Malgré les exigences de transparence budgétaire, les comptes de la guerre se perdent parfois dans la nébuleuse des non-dits. Pour le Pentagone, les opérations militaires coûtent 4,5 milliards de dollars par mois, soit une facture de 173 milliards à ce jour. S'y ajoutent les enveloppes pour la reconstruction, le fonctionnement d'une ambassade de 5 000 personnes, l'aide à la formation des troupes irakiennes, portant le total prévu fin 2006 à près de 500 milliards de dollars. Pour Joseph Stiglitz, Prix Nobel d'économie opposé à la guerre, les coûts indirects (notamment sur le pétrole et les dépenses de santé) pourraient faire grimper l'addition jusqu'à 2 000 milliards en 2010.

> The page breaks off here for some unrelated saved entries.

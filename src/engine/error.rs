use thiserror::Error;

use crate::model::PredictionError;
use crate::store::StoreError;

/// Errors surfaced by [`crate::engine::Recommender`].
///
/// The engine never retries; retry policy belongs to the surrounding service
/// layer. An unknown or history-less user is not an error (it yields an empty
/// result under the auto policy).
#[derive(Debug, Error)]
pub enum RecommendError {
    /// Mode string is not one of `auto`, `cbf`, `cf`, `hybrid`.
    #[error("invalid recommendation mode '{value}' (expected auto, cbf, cf or hybrid)")]
    InvalidMode { value: String },

    /// A request parameter is outside its valid domain.
    #[error("invalid parameter {name}: {reason}")]
    InvalidParameter { name: &'static str, reason: String },

    /// An artifact needed by the engine is unavailable or unreadable.
    #[error("missing resource: {0}")]
    MissingResource(#[from] StoreError),

    /// A per-pair CF prediction failed.
    #[error("prediction failed: {0}")]
    Prediction(#[from] PredictionError),
}

pub type RecommendResult<T> = Result<T, RecommendError>;
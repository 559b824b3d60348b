//! Recommendation decision engine: routing policy + the three recommenders.
//!
//! One deterministic decision per request. The policy inspects the requested
//! mode and the user's click count, runs exactly one recommender, and
//! optionally re-orders the selected set by article freshness.

pub mod error;
pub mod types;

mod cbf;
mod cf;
mod hybrid;


pub use error::{RecommendError, RecommendResult};
pub use types::{RecommendMode, RecommendRequest};

use std::sync::Arc;

use tracing::{debug, instrument};

use crate::catalog::ArticleCatalog;
use crate::config::Config;
use crate::embedding::EmbeddingIndex;
use crate::interactions::{ArticleId, InteractionLog};
use crate::model::AffinityModel;

/// Immutable per-process resource snapshot.
///
/// Loaded once (see [`crate::store::load_bundle`]) and passed in explicitly;
/// the engine never reaches into ambient state. Everything here is read-only
/// for the lifetime of the bundle, so sharing it across requests needs no
/// locking.
pub struct ResourceBundle {
    pub interactions: InteractionLog,
    pub embeddings: EmbeddingIndex,
    pub model: Arc<dyn AffinityModel>,
    pub catalog: Option<ArticleCatalog>,
}

impl std::fmt::Debug for ResourceBundle {
    fn fmt(&self, f: &mut std::fmt::Formatter<'_>) -> std::fmt::Result {
        f.debug_struct("ResourceBundle")
            .field("interactions", &self.interactions)
            .field("embeddings", &self.embeddings)
            .field("catalog", &self.catalog)
            .finish_non_exhaustive()
    }
}

/// The recommendation engine.
pub struct Recommender {
    resources: ResourceBundle,
}

impl std::fmt::Debug for Recommender {
    fn fmt(&self, f: &mut std::fmt::Formatter<'_>) -> std::fmt::Result {
        f.debug_struct("Recommender")
            .field("resources", &self.resources)
            .finish()
    }
}

impl Recommender {
    pub fn new(resources: ResourceBundle) -> Self {
        Self { resources }
    }

    /// Loads all artifacts named by `config` and builds the engine.
    pub fn load(config: &Config) -> RecommendResult<Self> {
        let resources = crate::store::load_bundle(config)?;
        Ok(Self::new(resources))
    }

    pub fn resources(&self) -> &ResourceBundle {
        &self.resources
    }

    /// Produces an ordered list of recommended article ids.
    ///
    /// Routing, per request mode:
    ///
    /// | mode     | click count vs threshold | recommender |
    /// |----------|--------------------------|-------------|
    /// | `auto`   | `0`                      | empty list  |
    /// | `auto`   | `< threshold`            | CBF         |
    /// | `auto`   | `>= threshold`           | hybrid      |
    /// | `cbf`    | ignored                  | CBF         |
    /// | `cf`     | ignored                  | CF          |
    /// | `hybrid` | ignored                  | hybrid      |
    ///
    /// When a catalog is attached, the selected set is re-ordered newest
    /// first before returning (a pure re-sort, never a re-selection).
    #[instrument(
        skip(self, request),
        fields(
            user_id = request.user_id,
            mode = %request.mode,
            top_n = request.top_n,
        )
    )]
    pub fn recommend(&self, request: &RecommendRequest) -> RecommendResult<Vec<ArticleId>> {
        request.validate()?;

        let r = &self.resources;
        let selected = match request.mode {
            RecommendMode::Auto => {
                let nb_clicks = r.interactions.click_count(request.user_id);
                if nb_clicks == 0 {
                    debug!(user_id = request.user_id, "no history, returning empty");
                    Vec::new()
                } else if nb_clicks < request.history_threshold {
                    debug!(nb_clicks, threshold = request.history_threshold, "auto -> cbf");
                    cbf::recommend_cbf(
                        &r.interactions,
                        &r.embeddings,
                        request.user_id,
                        request.top_n,
                    )
                } else {
                    debug!(nb_clicks, threshold = request.history_threshold, "auto -> hybrid");
                    hybrid::recommend_hybrid(
                        &r.interactions,
                        &r.embeddings,
                        r.model.as_ref(),
                        request.user_id,
                        request.top_n,
                        request.alpha,
                    )?
                }
            }
            RecommendMode::Cbf => cbf::recommend_cbf(
                &r.interactions,
                &r.embeddings,
                request.user_id,
                request.top_n,
            ),
            RecommendMode::Cf => cf::recommend_cf(
                &r.interactions,
                r.model.as_ref(),
                request.user_id,
                request.top_n,
            )?,
            RecommendMode::Hybrid => hybrid::recommend_hybrid(
                &r.interactions,
                &r.embeddings,
                r.model.as_ref(),
                request.user_id,
                request.top_n,
                request.alpha,
            )?,
        };

        let selected = match &r.catalog {
            Some(catalog) => catalog.sort_by_freshness(&selected),
            None => selected,
        };

        debug!(count = selected.len(), "recommendation complete");
        Ok(selected)
    }
}
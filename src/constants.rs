//! Cross-cutting, shared defaults.
//!
//! These mirror the knobs of [`crate::engine::RecommendRequest`] and can all be
//! overridden per request or through `CURATOR_*` environment variables.

/// Number of articles returned when the caller does not specify one.
pub const DEFAULT_TOP_N: usize = 5;

/// Hybrid fusion weight: `alpha * cbf + (1 - alpha) * cf`.
pub const DEFAULT_ALPHA: f32 = 0.5;

/// Click count at which the auto policy switches from CBF to hybrid
/// (inclusive on the hybrid side).
pub const DEFAULT_HISTORY_THRESHOLD: usize = 5;

/// Score assigned to already-seen articles before ranking. Below any valid
/// cosine similarity, so a seen article can never re-enter the result set.
pub const SEEN_ARTICLE_SCORE: f32 = f32::NEG_INFINITY;
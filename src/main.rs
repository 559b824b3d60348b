//! Curator CLI entrypoint.
//!
//! Loads the exported artifacts named by the environment, runs one
//! recommendation request, and prints the recommended article ids one per
//! line. Usage: `curator <user_id> [mode]` where mode is one of `auto`,
//! `cbf`, `cf`, `hybrid` (defaults to `auto`).

use anyhow::Context;

use curator::{Config, RecommendMode, RecommendRequest, Recommender};

fn main() -> anyhow::Result<()> {
    tracing_subscriber::fmt()
        .with_env_filter(tracing_subscriber::EnvFilter::from_default_env())
        .init();

    let mut args = std::env::args().skip(1);

    let user_id: u64 = args
        .next()
        .context("usage: curator <user_id> [auto|cbf|cf|hybrid]")?
        .parse()
        .context("user_id must be an unsigned integer")?;

    let mode = match args.next() {
        Some(raw) => raw.parse::<RecommendMode>()?,
        None => RecommendMode::Auto,
    };

    let config = Config::from_env()?;
    config.validate()?;

    let engine = Recommender::load(&config)?;
    let resources = engine.resources();
    tracing::info!(
        users = resources.interactions.user_count(),
        articles = resources.interactions.article_count(),
        events = resources.interactions.event_count(),
        embedded = resources.embeddings.len(),
        dim = resources.embeddings.dim(),
        catalog = resources.catalog.is_some(),
        "artifacts loaded"
    );

    let request = RecommendRequest::new(user_id)
        .with_mode(mode)
        .with_alpha(config.alpha)
        .with_history_threshold(config.history_threshold)
        .with_top_n(config.top_n);

    let articles = engine.recommend(&request)?;
    tracing::info!(user_id, mode = %mode, count = articles.len(), "recommendation complete");

    for article_id in articles {
        println!("{article_id}");
    }

    Ok(())
}
//! Optional article freshness metadata.
//!
//! Freshness only re-orders an already-selected recommendation set; it never
//! influences which articles get selected.

#[cfg(test)]
mod tests;

use std::collections::HashMap;

use chrono::{DateTime, Utc};

use crate::interactions::ArticleId;

/// Per-article creation timestamps.
#[derive(Debug, Clone, Default)]
pub struct ArticleCatalog {
    created_at: HashMap<ArticleId, DateTime<Utc>>,
}

impl ArticleCatalog {
    pub fn new() -> Self {
        Self::default()
    }

    pub fn from_entries(
        entries: impl IntoIterator<Item = (ArticleId, DateTime<Utc>)>,
    ) -> Self {
        Self {
            created_at: entries.into_iter().collect(),
        }
    }

    pub fn insert(&mut self, article_id: ArticleId, created_at: DateTime<Utc>) {
        self.created_at.insert(article_id, created_at);
    }

    pub fn created_at(&self, article_id: ArticleId) -> Option<DateTime<Utc>> {
        self.created_at.get(&article_id).copied()
    }

    pub fn contains(&self, article_id: ArticleId) -> bool {
        self.created_at.contains_key(&article_id)
    }

    pub fn len(&self) -> usize {
        self.created_at.len()
    }

    pub fn is_empty(&self) -> bool {
        self.created_at.is_empty()
    }

    /// Re-orders an already-selected set by descending creation timestamp.
    ///
    /// Pure re-sort: no article outside `selected` can enter the result.
    /// Articles missing from the catalog are dropped, so the output may be
    /// shorter than the input. Equal timestamps keep their pre-sort rank.
    pub fn sort_by_freshness(&self, selected: &[ArticleId]) -> Vec<ArticleId> {
        let mut dated: Vec<(ArticleId, DateTime<Utc>)> = selected
            .iter()
            .filter_map(|&article_id| {
                self.created_at(article_id)
                    .map(|created_at| (article_id, created_at))
            })
            .collect();

        dated.sort_by(|a, b| b.1.cmp(&a.1));

        dated.into_iter().map(|(article_id, _)| article_id).collect()
    }
}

Lorsqu'on recense les réalisations sur le terrain, le bilan est moins pharaonique. L'enveloppe de 18,4 milliards de dollars votée en 2003 a permis d'engager 3 600 projets de rénovation (900 écoles, 160 centres médicaux, 1 300 km d'asphalte). Mais 25% des coûts ont été aspirés par les dépenses de sécurité, et il reste beaucoup à faire, la production d'électricité et de pétrole étant toujours inférieure au niveau d'avant la guerre. En 2003, George Bush avait promis aux Irakiens «les meilleures infrastructures de la région». Dans le projet de budget qui sera soumis au Congrès le mois prochain, aucun fonds supplémentaire n'est prévu pour la reconstruction : «Les Etats-Unis n'ont jamais eu l'intention de reconstruire entièrement l'Irak, explique le général William McCoy. Nous devions juste relancer la machine.»
Dans une chronique parue hier dans le Los Angeles Times, Leon Fuerth, ex-conseiller du vice-président Al Gore, propose un marché politique qui en dit long : six mois de soutien des démocrates sur l'Irak contre «une amélioration radicale de l'information du Congrès et du peuple».

(1) «My Year in Iraq : The Struggle to Build a Future of Hope», Editions Simon & Schuster, 27 dollars.